## Set up envinronment

In [1]:
import sys
import re
from awsglue.transforms import *
from awsglue.utils import getResolvedOptions
from pyspark.context import SparkContext
from awsglue.context import GlueContext
from awsglue.job import Job
from pyspark.sql.functions import input_file_name, split, lit, concat, col, coalesce, expr ,year, month, dayofmonth,regexp_extract,current_timestamp, lower
from pyspark.sql.types import StructType, StructField, StringType,LongType
from awsglue.dynamicframe import DynamicFrame
from pyspark.sql import functions as F
from pyspark.sql.window import Window
from datetime import datetime, timedelta
from pyspark.sql import SparkSession


sc = SparkContext.getOrCreate()
glueContext = GlueContext(sc)
spark = glueContext.spark_session
job = Job(glueContext)

Welcome to the Glue Interactive Sessions Kernel
For more information on available magic commands, please type %help in any new cell.

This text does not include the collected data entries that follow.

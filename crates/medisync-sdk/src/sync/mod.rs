//! 同步协调器 - 本地写入与远端服务之间的唯一中介
//!
//! 职责：
//! - 两阶段写入：先落本地（本地成功即对调用方成功），在线则顺手
//!   尝试远端，失败静默入队
//! - 连通恢复后按 op_id 顺序单列冲刷挂起队列
//! - 指数退避重试，超限标记终态失败并通知界面层
//! - 冲突按 remote-wins 处理：丢弃排队写入，拉远端副本覆盖本地
//!
//! 读路径（get / list_by）直通 LocalStore：本地库即缓存即事实，
//! 不在内存里另养一份状态。

use serde_json::Value;
use std::sync::atomic::{AtomicBool, Ordering};
use std::sync::Arc;
use tokio::sync::{mpsc, Mutex, Notify};
use tokio::task::JoinHandle;
use tracing::{debug, info, warn};

pub mod remote;
pub mod retry_policy;

pub use remote::{
    HttpClientConfig, HttpRemoteService, RemoteAck, RemotePage, RemoteService, SessionValidation,
};
pub use retry_policy::{FlushFailureReason, RetryPolicy};

use crate::connectivity::{ConnectivityMonitor, ConnectivitySubscription, TransitionKind};
use crate::error::{MedisyncSDKError, Result};
use crate::events::{EventManager, SdkEvent};
use crate::storage::entities::{EntityRecord, EntityType, OperationKind, PendingOperation};
use crate::storage::{AtomicStore, StorageManager, WriteJournalEntry};

/// 一轮冲刷的结果摘要
#[derive(Debug, Clone, Default, PartialEq, Eq)]
pub struct FlushSummary {
    /// 成功送达远端的操作数
    pub synced: u64,
    /// 终态失败的操作数
    pub failed: u64,
    /// 被取消的操作数（实体已本地删除）
    pub cancelled: u64,
    /// 按 remote-wins 解决的冲突数
    pub conflicts: u64,
}

struct CoordinatorInner {
    storage: Arc<StorageManager>,
    remote: Arc<dyn RemoteService>,
    monitor: ConnectivityMonitor,
    events: EventManager,
    retry_policy: RetryPolicy,
    /// 同一时刻只跑一轮冲刷（排序与幂等的根基）
    flush_lock: Mutex<()>,
    /// 手动 sync_now 打断退避等待
    force_notify: Notify,
    flush_tx: parking_lot::Mutex<Option<mpsc::UnboundedSender<()>>>,
    started: AtomicBool,
    tasks: parking_lot::Mutex<Vec<JoinHandle<()>>>,
    subscription: parking_lot::Mutex<Option<ConnectivitySubscription>>,
}

impl std::fmt::Debug for CoordinatorInner {
    fn fmt(&self, f: &mut std::fmt::Formatter<'_>) -> std::fmt::Result {
        f.debug_struct("CoordinatorInner")
            .field("started", &self.started.load(Ordering::SeqCst))
            .finish()
    }
}

/// 同步协调器
#[derive(Debug, Clone)]
pub struct SyncCoordinator {
    inner: Arc<CoordinatorInner>,
}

Please view our Getting Started page to access the most up-to-date information on the Interactive Sessions kernel: https://docs.aws.amazon.com/glue/latest/dg/interactive-sessions.html
Installed kernel version: 1.0.4 
Trying to create a Glue session for the kernel.
Session Type: glueetl
Worker Type: G.1X
Number of Workers: 5
Session ID: 81467060-28b6-4605-adf7-9e0100b58278
Applying the following default arguments:
--glue_kernel_version 1.0.4
--enable-glue-datacatalog true
Waiting for session 81467060-28b6-4605-adf7-9e0100b58278 to get into ready status...
Session 81467060-28b6-4605-adf7-9e0100b58278 has been created.



In [18]:
sc = SparkContext.getOrCreate()




## Count rows compare between raw file and bronze layer

In [19]:
#Bronze layer - Book data
book_data = glueContext.create_dynamic_frame.from_catalog(database="brnz", table_name= "book_data")
book_data.count()

212404


In [20]:
#Raw file
book_data_sri = glueContext.create_dynamic_frame.from_catalog(database="sri", table_name= "book_data")
book_data_sri.count()

212404


In [21]:
#Bronze layer - Book Rating
book_rating = glueContext.create_dynamic_frame.from_catalog(database="brnz", table_name= "book_rating")
book_rating.count()

3000000


In [22]:
#Raw file
book_rating_sri = glueContext.create_dynamic_frame.from_catalog(database="sri", table_name= "book_rating")
book_rating_sri.count()

3000000


In [30]:
#Bronze layer - Liquor data
liquor_data = glueContext.create_dynamic_frame.from_catalog(database="brnz", table_name= "liquor_data")
liquor_data.count()

19666763


In [23]:
#Raw file - Liquor data
liquor_data = glueContext.create_dynamic_frame.from_catalog(database="sri", table_name= "liquor_data")
liquor_data.count()

19666763


In [24]:
#Bronze layer - Sales data
sales_data = glueContext.create_dynamic_frame.from_catalog(database="brnz", table_name= "sales_data")
sales_data.count()

186849


In [25]:
#Raw file - Sales data
sales_data = glueContext.create_dynamic_frame.from_catalog(database="sri", table_name= "salesdata")
sales_data.count()

186849


## Check Null values in gld tables

In [27]:
book_rating = glueContext.create_dynamic_frame.from_catalog(database="gld", table_name= "book_rating")
null_id_count = book_rating.toDF().where(col("id").isNull()).count()
print(null_id_count)

0


In [28]:
sales_trans = glueContext.create_dynamic_frame.from_catalog(database="gld", table_name= "sales_transaction")
null_id_count = sales_trans.toDF().where(col("id").isNull()).count()
print(null_id_count)

0


In [8]:
dim_location = glueContext.create_dynamic_frame.from_catalog(database="gld", table_name= "dim_location")
null_id_count = dim_location.toDF().where(col("zip_code").isNull()).count()
print(null_id_count)

0


In [11]:
liquor_trans = glueContext.create_dynamic_frame.from_catalog(database="gld", table_name= "liquor_transaction")
null_id_count = liquor_trans.toDF().where(col("id").isNull()).count()
print(null_id_count)

0


## Check Sum between brnz and gld tables

In [32]:
from pyspark.sql.functions import sum as spark_sum

sales_trans = glueContext.create_dynamic_frame.from_catalog(database="gld", table_name="sales_transaction")
df = sales_trans.toDF()
sum_quantity = df.select(spark_sum("quantity_ordered")).collect()[0][0]
print(sum_quantity)


209079


In [33]:
sales_trans = glueContext.create_dynamic_frame.from_catalog(database="brnz", table_name="sales_data")
df = sales_trans.toDF()
sum_quantity = df.select(spark_sum("quantity_ordered")).collect()[0][0]
print(sum_quantity)

209079


## Check Duplicates in Dim table

In [34]:
dim_location = glueContext.create_dynamic_frame.from_catalog(database="gld", table_name= "dim_location")
duplicate_zip_count = dim_location.toDF().groupBy("zip_code").count().where(col("count") > 1).count()
print("Duplicate zip_code count:", duplicate_zip_count)

Duplicate zip_code count: 0